Accurate imaging is essential in liver cancer radiation therapy, where precise target definition directly impacts treatment safety and effectiveness. CT remains the standard for simulation and planning, but its limited soft-tissue contrast can hinder tumor delineation, particularly in a dense area of organs at risk and opportunity for tumor motion. MRI overcomes these limitations with superior soft-tissue contrast, improved lesion detection, and the ability to assess and characterize motion of both tumors and adjacent organs at risk. These advantages make MRI a powerful complement or alternative to CT, supporting more accurate gross tumor volume (GTV) definition and greater confidence in treatment planning.

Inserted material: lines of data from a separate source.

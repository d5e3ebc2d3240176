//! Relational entities.
//!
//! Entities never hold each other: relations are surrogate ids resolved
//! through the relational store (`publisher_id`, `branch_id`, ...). The
//! many-to-many Book ↔ Author relation lives in the store's join table and
//! does not appear on either struct.

use chrono::NaiveDate;
use serde::{Deserialize, Serialize};

use super::{Address, BookGenre, BookType, OrderStatus, PersonFields, SpecificationFields};
use crate::apikey::ApiKey;

/// Common surface of every table row.
pub trait Entity: Clone + Send + Sync + 'static {
    /// Table name, used in error messages and logs.
    const TABLE: &'static str;

    fn api_key(&self) -> &ApiKey;
}

macro_rules! entity {
    ($ty:ty, $table:literal) => {
        impl Entity for $ty {
            const TABLE: &'static str = $table;

            fn api_key(&self) -> &ApiKey {
                &self.api_key
            }
        }
    };
}

#[derive(Debug, Clone, PartialEq, Eq, Serialize, Deserialize)]
pub struct Author {
    pub api_key: ApiKey,
    pub person: PersonFields,
    pub penname: String,
}

#[derive(Debug, Clone, PartialEq, Eq, Serialize, Deserialize)]
pub struct Customer {
    pub api_key: ApiKey,
    pub person: PersonFields,
    pub customer_number: String,
    pub registered_on: NaiveDate,
}

#[derive(Debug, Clone, PartialEq, Eq, Serialize, Deserialize)]
pub struct Publisher {
    pub api_key: ApiKey,
    pub name: String,
    pub address: Address,
}

#[derive(Debug, Clone, PartialEq, Eq, Serialize, Deserialize)]
pub struct Book {
    pub api_key: ApiKey,
    pub title: String,
    pub isbn: String,
    pub genre: BookGenre,
    pub book_type: BookType,
    pub publication_date: NaiveDate,
    pub publisher_id: Option<i64>,
}

/// A lendable physical copy held by a library branch.
#[derive(Debug, Clone, PartialEq, Eq, Serialize, Deserialize)]
pub struct Copy {
    pub api_key: ApiKey,
    pub specification: SpecificationFields,
    pub branch_id: i64,
    pub shelf_location: String,
}

/// A book edition sold by the store.
#[derive(Debug, Clone, PartialEq, Eq, Serialize, Deserialize)]
pub struct BuyableBook {
    pub api_key: ApiKey,
    pub specification: SpecificationFields,
    pub price_cents: u64,
    pub stock: u32,
}

#[derive(Debug, Clone, PartialEq, Eq, Serialize, Deserialize)]
pub struct Library {
    pub api_key: ApiKey,
    pub name: String,
    pub address: Address,
}

#[derive(Debug, Clone, PartialEq, Eq, Serialize, Deserialize)]
pub struct Branch {
    pub api_key: ApiKey,
    pub library_id: i64,
    pub name: String,
    pub address: Address,
}

#[derive(Debug, Clone, PartialEq, Eq, Serialize, Deserialize)]
pub struct Borrowing {
    pub api_key: ApiKey,
    pub copy_id: i64,
    pub customer_id: i64,
    pub borrowed_on: NaiveDate,
    pub due_on: NaiveDate,
    pub returned_on: Option<NaiveDate>,
}

impl Borrowing {
    pub fn is_open(&self) -> bool {
        self.returned_on.is_none()
    }
}

#[derive(Debug, Clone, PartialEq, Eq, Serialize, Deserialize)]
pub struct Order {
    pub api_key: ApiKey,
    pub customer_id: i64,
    pub item_ids: Vec<i64>,
    pub ordered_on: NaiveDate,
    pub status: OrderStatus,
}

#[derive(Debug, Clone, PartialEq, Eq, Serialize, Deserialize)]
pub struct Subscription {
    pub api_key: ApiKey,
    pub customer_id: i64,
    pub library_id: i64,
    pub valid_from: NaiveDate,
    pub valid_until: NaiveDate,
}

entity!(Author, "authors");
entity!(Customer, "customers");
entity!(Publisher, "publishers");
entity!(Book, "books");
entity!(Copy, "copies");
entity!(BuyableBook, "buyable_books");
entity!(Library, "libraries");
entity!(Branch, "branches");
entity!(Borrowing, "borrowings");
entity!(Order, "orders");
entity!(Subscription, "subscriptions");

/// A book together with everything the document shapes need about it.
#[derive(Debug, Clone, PartialEq, Eq)]
pub struct BookGraph {
    pub book: Book,
    pub authors: Vec<Author>,
    pub publisher: Option<Publisher>,
}

/// An author together with the books they wrote.
#[derive(Debug, Clone, PartialEq, Eq)]
pub struct AuthorGraph {
    pub author: Author,
    pub books: Vec<Book>,
}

MRI improves simulation and planning in liver cancer radiation therapy
Compared to CT, MRI delivers superior soft-tissue contrast, enabling more accurate delineation of tumors and adjacent organs at risk.¹ This is especially important in the liver, where complex vascular structures and subtle lesion boundaries can complicate GTV definition. MRI’s high-resolution imaging supports more precise and confident contouring—an essential requirement for conformal and stereotactic body radiation therapy (SBRT).
In addition to anatomical clarity, MRI enables motion assessment through techniques such as 4D MRI, which captures respiratory-induced tumor displacement.¹ This information supports individualized motion management strategies—such as gating or breath-hold techniques—and can reduce planning target volume (PTV) margins, improving the therapeutic ratio.
MRI’s superior lesion detection also contributes to more comprehensive radiation treatment planning. In a study of 64 patients with well-differentiated gastroenteropancreatic endocrine tumors, Dromain et al. (2004) found that MRI identified significantly more liver metastases (394) than CT (325) or somatostatin receptor scintigraphy (204), particularly among smaller lesions.² Although diagnostic in nature, the study underscores MRI’s value in providing a complete view of disease burden—critical for accurate gross tumor volume (GTV) delineation. Incorporating MRI into the simulation workflow helps reduce the risk of spatial misses and increases planning confidence, especially in patients with multifocal or ambiguous disease.2 The authors also highlight that healthy liver tissue has a limited tolerance for high-dose radiation, 2 reinforcing MRI’s utility in minimizing additional radiation exposure in simulation versus CT.
MRI supports adaptive planning in liver cancer radiation therapy
MRI also plays a critical role in enabling adaptive radiation therapy for liver cancer. Its superior soft-tissue contrast and accurate lesion mapping allow for meaningful plan adjustments as anatomy changes during treatment cycles.
Voroney et al. (2006) examined 26 patients with advanced liver malignancies—including hepatocellular carcinoma (HCC), cholangiocarcinoma, and unresectable metastases—and found that MRI frequently produced GTVs that differed substantially from CT.³ These differences were particularly notable in HCC cases and were often significant enough to impact radiation therapy strategy. Even after applying nonrigid image registration to address respiratory motion, MRI and CT continued to show discordant tumor boundaries. In five HCC patients with large discrepancies, MRI identified additional lesions in three cases.³ The median mismatch in tumor surface area exceeding 5 mm was 26%, and GTV volume concordance ranged from 64% to 81%, depending on tumor type.
These findings underscore MRI’s role in adaptive planning, particularly when standard CT-only workflows fall short in accounting for anatomical variability. As liver tumors and surrounding structures shift during treatment, MRI provides more accurate assessment and informed replanning, whether offline or online.3
Building on these insights, Chen et al. demonstrated that self-gated 4D MRI provides motion-resolved imaging with superior soft-tissue contrast and no ionizing radiation. Compared with 4DCT, 4D MRI more clearly visualized liver and tumor motion, improving internal target volume delineation and supporting precision in adaptive workflows.4
Consider MRI for liver cancer simulation and planning
As liver cancer radiation therapy becomes increasingly precise, image quality during simulation and planning remains critical. While CT may still have its place, MRI provides superior soft-tissue contrast, improved lesion conspicuity, and detailed motion assessment for liver cases. Integrating MRI early in the planning process can reduce the risk of spatial miss, enhance contour accuracy, and enable more adaptive, patient-specific treatment strategies—ultimately supporting safer, more effective radiation therapy.